From the first line through the one containing "none is given.", restate the listing word for word, and give no other lines.
━━━━━ RAW DATA ━━━━━
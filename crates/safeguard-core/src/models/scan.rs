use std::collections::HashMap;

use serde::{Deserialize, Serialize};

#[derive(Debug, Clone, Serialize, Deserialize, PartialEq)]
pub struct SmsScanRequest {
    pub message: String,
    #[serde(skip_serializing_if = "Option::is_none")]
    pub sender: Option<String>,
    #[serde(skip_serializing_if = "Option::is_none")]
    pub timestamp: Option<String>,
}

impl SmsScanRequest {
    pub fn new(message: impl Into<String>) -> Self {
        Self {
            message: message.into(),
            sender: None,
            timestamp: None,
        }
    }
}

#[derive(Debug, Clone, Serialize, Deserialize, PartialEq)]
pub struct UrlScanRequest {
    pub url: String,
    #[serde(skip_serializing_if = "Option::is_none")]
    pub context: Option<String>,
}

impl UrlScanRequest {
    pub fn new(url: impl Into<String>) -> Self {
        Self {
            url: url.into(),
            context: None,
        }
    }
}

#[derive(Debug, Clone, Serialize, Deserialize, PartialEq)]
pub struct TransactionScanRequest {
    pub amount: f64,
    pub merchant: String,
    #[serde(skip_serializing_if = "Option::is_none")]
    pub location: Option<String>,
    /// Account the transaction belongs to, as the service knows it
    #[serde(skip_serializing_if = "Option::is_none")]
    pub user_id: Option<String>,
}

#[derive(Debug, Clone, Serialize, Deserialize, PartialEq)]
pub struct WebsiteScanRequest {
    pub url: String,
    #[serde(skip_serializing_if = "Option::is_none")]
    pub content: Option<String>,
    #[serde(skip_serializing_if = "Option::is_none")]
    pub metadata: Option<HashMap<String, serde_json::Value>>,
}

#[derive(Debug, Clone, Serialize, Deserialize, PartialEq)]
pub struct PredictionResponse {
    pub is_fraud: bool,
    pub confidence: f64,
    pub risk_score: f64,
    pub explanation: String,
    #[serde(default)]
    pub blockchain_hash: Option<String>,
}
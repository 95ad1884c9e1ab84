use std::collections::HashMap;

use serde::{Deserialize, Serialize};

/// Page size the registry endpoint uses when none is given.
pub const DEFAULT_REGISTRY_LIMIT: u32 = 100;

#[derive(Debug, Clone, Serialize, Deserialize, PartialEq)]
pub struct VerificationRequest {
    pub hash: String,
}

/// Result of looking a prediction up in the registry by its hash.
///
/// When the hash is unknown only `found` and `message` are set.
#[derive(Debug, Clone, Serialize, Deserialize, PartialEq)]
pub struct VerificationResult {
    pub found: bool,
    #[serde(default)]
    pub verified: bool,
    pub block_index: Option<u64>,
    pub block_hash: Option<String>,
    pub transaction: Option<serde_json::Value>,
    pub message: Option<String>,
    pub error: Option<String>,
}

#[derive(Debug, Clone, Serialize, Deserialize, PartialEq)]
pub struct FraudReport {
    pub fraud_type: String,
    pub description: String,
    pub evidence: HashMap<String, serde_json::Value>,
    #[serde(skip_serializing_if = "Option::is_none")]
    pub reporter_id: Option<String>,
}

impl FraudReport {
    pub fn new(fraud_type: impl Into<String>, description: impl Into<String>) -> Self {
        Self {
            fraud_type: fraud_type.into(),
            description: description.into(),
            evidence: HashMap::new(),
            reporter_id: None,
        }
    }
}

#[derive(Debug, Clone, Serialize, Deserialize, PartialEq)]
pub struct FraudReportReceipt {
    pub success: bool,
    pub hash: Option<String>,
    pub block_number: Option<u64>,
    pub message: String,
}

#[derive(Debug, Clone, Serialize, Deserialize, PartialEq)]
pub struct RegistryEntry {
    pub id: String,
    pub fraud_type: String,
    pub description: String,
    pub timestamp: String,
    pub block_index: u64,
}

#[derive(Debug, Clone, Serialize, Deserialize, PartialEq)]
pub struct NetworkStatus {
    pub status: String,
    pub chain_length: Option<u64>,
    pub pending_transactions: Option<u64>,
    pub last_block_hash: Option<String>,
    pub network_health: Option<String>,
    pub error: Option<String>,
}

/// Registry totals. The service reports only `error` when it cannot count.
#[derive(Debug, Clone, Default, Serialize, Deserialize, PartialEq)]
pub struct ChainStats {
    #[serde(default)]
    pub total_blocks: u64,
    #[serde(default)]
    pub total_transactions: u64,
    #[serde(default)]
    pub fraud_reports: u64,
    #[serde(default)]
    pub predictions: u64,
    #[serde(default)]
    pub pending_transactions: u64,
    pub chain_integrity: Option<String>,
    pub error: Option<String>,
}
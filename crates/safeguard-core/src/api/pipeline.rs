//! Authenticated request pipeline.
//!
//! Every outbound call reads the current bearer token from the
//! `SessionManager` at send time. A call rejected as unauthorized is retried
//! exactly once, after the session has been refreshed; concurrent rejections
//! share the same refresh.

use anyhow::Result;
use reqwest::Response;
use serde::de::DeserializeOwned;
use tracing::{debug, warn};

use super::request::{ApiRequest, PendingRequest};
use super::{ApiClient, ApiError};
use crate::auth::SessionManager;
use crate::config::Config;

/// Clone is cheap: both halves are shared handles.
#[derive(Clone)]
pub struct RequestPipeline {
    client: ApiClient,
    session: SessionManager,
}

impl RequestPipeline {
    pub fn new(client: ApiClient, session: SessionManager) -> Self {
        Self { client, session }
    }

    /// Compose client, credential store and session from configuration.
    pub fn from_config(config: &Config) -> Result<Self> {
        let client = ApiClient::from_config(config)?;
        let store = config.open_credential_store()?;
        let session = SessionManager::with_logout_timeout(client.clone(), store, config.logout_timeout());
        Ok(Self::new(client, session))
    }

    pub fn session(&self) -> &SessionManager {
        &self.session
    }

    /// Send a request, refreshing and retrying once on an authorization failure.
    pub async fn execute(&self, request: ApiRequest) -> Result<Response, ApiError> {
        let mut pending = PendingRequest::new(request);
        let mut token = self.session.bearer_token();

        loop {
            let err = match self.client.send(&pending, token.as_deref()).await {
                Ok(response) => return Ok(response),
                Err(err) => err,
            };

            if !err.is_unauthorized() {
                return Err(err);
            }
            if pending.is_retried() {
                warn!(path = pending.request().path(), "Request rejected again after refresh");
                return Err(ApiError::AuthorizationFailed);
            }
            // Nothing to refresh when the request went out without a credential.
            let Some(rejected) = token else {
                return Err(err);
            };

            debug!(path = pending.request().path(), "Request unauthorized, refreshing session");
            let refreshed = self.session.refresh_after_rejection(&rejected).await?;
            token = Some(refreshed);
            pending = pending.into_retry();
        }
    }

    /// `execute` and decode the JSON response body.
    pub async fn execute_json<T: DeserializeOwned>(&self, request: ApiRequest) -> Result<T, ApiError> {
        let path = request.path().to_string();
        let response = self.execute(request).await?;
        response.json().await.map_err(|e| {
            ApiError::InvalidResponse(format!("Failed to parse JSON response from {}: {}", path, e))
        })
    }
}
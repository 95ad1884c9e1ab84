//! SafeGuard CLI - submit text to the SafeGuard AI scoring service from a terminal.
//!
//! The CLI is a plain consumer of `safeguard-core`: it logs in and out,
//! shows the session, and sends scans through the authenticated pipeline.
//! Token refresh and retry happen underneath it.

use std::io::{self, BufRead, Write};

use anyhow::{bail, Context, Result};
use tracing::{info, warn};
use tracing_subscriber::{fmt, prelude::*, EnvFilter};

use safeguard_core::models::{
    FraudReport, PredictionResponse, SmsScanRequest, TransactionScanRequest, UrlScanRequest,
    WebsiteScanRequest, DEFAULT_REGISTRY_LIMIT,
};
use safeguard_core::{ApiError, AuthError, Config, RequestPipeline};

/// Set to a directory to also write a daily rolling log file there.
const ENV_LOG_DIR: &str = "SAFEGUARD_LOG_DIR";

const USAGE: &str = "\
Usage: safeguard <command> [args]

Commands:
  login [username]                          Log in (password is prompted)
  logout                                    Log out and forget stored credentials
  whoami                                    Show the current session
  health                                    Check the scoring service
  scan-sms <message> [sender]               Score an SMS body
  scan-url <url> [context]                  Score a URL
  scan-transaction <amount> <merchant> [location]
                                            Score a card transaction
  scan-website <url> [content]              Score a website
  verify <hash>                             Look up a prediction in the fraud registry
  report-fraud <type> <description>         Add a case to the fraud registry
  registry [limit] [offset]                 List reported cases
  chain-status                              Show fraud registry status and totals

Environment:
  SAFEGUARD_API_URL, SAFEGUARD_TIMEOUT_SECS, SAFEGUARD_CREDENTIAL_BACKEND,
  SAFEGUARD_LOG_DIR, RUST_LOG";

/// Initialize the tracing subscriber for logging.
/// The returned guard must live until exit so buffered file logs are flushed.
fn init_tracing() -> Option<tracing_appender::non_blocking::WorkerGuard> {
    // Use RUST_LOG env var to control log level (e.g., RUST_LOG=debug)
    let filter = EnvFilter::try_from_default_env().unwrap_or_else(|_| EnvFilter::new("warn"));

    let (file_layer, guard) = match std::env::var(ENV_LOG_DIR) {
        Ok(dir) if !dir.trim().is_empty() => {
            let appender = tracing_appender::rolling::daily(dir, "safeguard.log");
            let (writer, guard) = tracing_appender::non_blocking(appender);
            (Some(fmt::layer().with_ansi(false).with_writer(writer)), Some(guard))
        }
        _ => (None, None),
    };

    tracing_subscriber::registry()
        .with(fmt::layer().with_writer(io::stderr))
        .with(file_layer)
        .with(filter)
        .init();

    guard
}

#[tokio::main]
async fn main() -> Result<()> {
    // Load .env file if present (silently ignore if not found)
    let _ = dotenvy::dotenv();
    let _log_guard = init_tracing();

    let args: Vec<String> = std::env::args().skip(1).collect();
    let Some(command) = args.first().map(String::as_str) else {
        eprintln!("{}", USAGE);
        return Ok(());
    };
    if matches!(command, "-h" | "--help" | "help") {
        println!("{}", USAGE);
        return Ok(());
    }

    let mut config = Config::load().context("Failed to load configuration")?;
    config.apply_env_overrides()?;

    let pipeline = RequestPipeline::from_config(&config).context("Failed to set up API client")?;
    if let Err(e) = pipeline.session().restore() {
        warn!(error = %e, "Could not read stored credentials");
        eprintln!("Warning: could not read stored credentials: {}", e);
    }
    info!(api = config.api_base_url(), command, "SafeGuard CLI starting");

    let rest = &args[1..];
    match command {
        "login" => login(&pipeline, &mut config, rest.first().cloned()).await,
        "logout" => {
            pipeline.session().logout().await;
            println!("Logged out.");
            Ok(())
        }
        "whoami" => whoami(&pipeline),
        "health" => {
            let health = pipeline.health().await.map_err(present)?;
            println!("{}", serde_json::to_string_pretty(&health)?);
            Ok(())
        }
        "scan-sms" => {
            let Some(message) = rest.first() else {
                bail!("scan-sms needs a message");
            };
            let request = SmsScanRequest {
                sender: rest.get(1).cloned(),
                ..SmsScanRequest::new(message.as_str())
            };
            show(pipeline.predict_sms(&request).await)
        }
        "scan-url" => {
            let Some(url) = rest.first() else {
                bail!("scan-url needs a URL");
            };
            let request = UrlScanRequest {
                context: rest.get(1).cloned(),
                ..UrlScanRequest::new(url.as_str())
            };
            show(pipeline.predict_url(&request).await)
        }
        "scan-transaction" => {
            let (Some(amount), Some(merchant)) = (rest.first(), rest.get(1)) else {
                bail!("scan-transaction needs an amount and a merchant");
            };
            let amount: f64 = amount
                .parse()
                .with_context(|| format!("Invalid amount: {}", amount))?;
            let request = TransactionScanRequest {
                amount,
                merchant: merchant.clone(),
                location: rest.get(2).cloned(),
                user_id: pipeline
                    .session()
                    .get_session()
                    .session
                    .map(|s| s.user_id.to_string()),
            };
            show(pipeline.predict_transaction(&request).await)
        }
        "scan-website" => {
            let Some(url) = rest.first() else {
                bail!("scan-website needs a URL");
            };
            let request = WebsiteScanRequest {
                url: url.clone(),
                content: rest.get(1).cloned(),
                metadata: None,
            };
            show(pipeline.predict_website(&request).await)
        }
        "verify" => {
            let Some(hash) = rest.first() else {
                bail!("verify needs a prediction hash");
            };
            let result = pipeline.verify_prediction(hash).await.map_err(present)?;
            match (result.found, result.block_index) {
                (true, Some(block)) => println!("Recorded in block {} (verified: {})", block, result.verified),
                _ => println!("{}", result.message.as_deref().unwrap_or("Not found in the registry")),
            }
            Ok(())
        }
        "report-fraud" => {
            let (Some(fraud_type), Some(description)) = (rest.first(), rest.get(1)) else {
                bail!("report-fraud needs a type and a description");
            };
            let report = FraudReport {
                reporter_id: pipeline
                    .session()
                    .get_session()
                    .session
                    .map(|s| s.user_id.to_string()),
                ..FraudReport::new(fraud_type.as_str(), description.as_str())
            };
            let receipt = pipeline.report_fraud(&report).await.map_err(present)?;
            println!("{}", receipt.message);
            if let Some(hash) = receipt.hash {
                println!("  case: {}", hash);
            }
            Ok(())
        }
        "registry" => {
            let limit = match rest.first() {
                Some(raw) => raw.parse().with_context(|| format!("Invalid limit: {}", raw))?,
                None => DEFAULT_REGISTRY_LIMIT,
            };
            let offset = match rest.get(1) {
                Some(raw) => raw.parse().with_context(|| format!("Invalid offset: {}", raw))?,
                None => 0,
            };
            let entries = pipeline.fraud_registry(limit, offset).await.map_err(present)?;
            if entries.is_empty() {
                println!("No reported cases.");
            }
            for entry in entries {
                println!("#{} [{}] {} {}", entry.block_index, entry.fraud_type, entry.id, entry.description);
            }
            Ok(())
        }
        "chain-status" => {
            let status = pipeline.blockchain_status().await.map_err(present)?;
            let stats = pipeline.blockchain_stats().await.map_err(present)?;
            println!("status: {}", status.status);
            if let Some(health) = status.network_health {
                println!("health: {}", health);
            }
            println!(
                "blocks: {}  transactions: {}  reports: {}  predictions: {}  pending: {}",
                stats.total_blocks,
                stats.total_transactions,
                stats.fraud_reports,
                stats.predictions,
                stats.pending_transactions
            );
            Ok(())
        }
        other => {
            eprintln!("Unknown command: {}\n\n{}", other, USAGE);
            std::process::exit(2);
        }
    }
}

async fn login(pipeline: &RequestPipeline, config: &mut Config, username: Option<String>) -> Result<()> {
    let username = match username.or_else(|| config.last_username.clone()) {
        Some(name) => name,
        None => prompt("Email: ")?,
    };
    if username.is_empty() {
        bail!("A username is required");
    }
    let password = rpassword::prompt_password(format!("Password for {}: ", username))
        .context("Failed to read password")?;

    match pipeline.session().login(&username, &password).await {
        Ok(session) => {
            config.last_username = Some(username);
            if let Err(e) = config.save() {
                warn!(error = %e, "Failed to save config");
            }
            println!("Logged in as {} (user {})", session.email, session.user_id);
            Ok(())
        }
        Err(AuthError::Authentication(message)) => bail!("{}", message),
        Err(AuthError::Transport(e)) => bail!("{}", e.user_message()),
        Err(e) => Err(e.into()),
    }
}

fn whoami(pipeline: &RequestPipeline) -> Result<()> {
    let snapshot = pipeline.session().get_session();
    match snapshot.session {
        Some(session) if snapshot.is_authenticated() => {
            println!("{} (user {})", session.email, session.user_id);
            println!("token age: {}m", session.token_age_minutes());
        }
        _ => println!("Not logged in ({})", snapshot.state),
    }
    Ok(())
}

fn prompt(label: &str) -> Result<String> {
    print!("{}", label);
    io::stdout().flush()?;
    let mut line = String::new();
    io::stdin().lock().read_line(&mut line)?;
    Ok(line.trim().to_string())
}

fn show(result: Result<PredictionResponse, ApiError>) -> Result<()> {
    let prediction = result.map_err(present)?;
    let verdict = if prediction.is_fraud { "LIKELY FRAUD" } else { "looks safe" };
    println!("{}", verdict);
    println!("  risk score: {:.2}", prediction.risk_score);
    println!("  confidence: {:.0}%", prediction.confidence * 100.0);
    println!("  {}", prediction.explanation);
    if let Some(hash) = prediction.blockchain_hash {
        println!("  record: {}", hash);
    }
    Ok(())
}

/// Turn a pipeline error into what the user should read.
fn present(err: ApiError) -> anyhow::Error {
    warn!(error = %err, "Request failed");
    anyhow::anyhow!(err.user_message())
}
━━━━━
WRITTEN ANSWER ->
filename crates/safeguard-core/src/models/scan.rs
use std::collections::HashMap;

use serde::{Deserialize, Serialize};

#[derive(Debug, Clone, Serialize, Deserialize, PartialEq)]
pub struct SmsScanRequest {
    pub message: String,
    #[serde(skip_serializing_if = "Option::is_none")]
    pub sender: Option<String>,
    #[serde(skip_serializing_if = "Option::is_none")]
    pub timestamp: Option<String>,
}

impl SmsScanRequest {
    pub fn new(message: impl Into<String>) -> Self {
        Self {
            message: message.into(),
            sender: None,
            timestamp: None,
        }
    }
}

#[derive(Debug, Clone, Serialize, Deserialize, PartialEq)]
pub struct UrlScanRequest {
    pub url: String,
    #[serde(skip_serializing_if = "Option::is_none")]
    pub context: Option<String>,
}

impl UrlScanRequest {
    pub fn new(url: impl Into<String>) -> Self {
        Self {
            url: url.into(),
            context: None,
        }
    }
}

#[derive(Debug, Clone, Serialize, Deserialize, PartialEq)]
pub struct TransactionScanRequest {
    pub amount: f64,
    pub merchant: String,
    #[serde(skip_serializing_if = "Option::is_none")]
    pub location: Option<String>,
    /// Account the transaction belongs to, as the service knows it
    #[serde(skip_serializing_if = "Option::is_none")]
    pub user_id: Option<String>,
}

#[derive(Debug, Clone, Serialize, Deserialize, PartialEq)]
pub struct WebsiteScanRequest {
    pub url: String,
    #[serde(skip_serializing_if = "Option::is_none")]
    pub content: Option<String>,
    #[serde(skip_serializing_if = "Option::is_none")]
    pub metadata: Option<HashMap<String, serde_json::Value>>,
}

#[derive(Debug, Clone, Serialize, Deserialize, PartialEq)]
pub struct PredictionResponse {
    pub is_fraud: bool,
    pub confidence: f64,
    pub risk_score: f64,
    pub explanation: String,
    #[serde(default)]
    pub blockchain_hash: Option<String>,
}
repository 95ad1884c9e1ab84
use std::collections::HashMap;

use serde::{Deserialize, Serialize};

/// Page size the registry endpoint uses when none is given.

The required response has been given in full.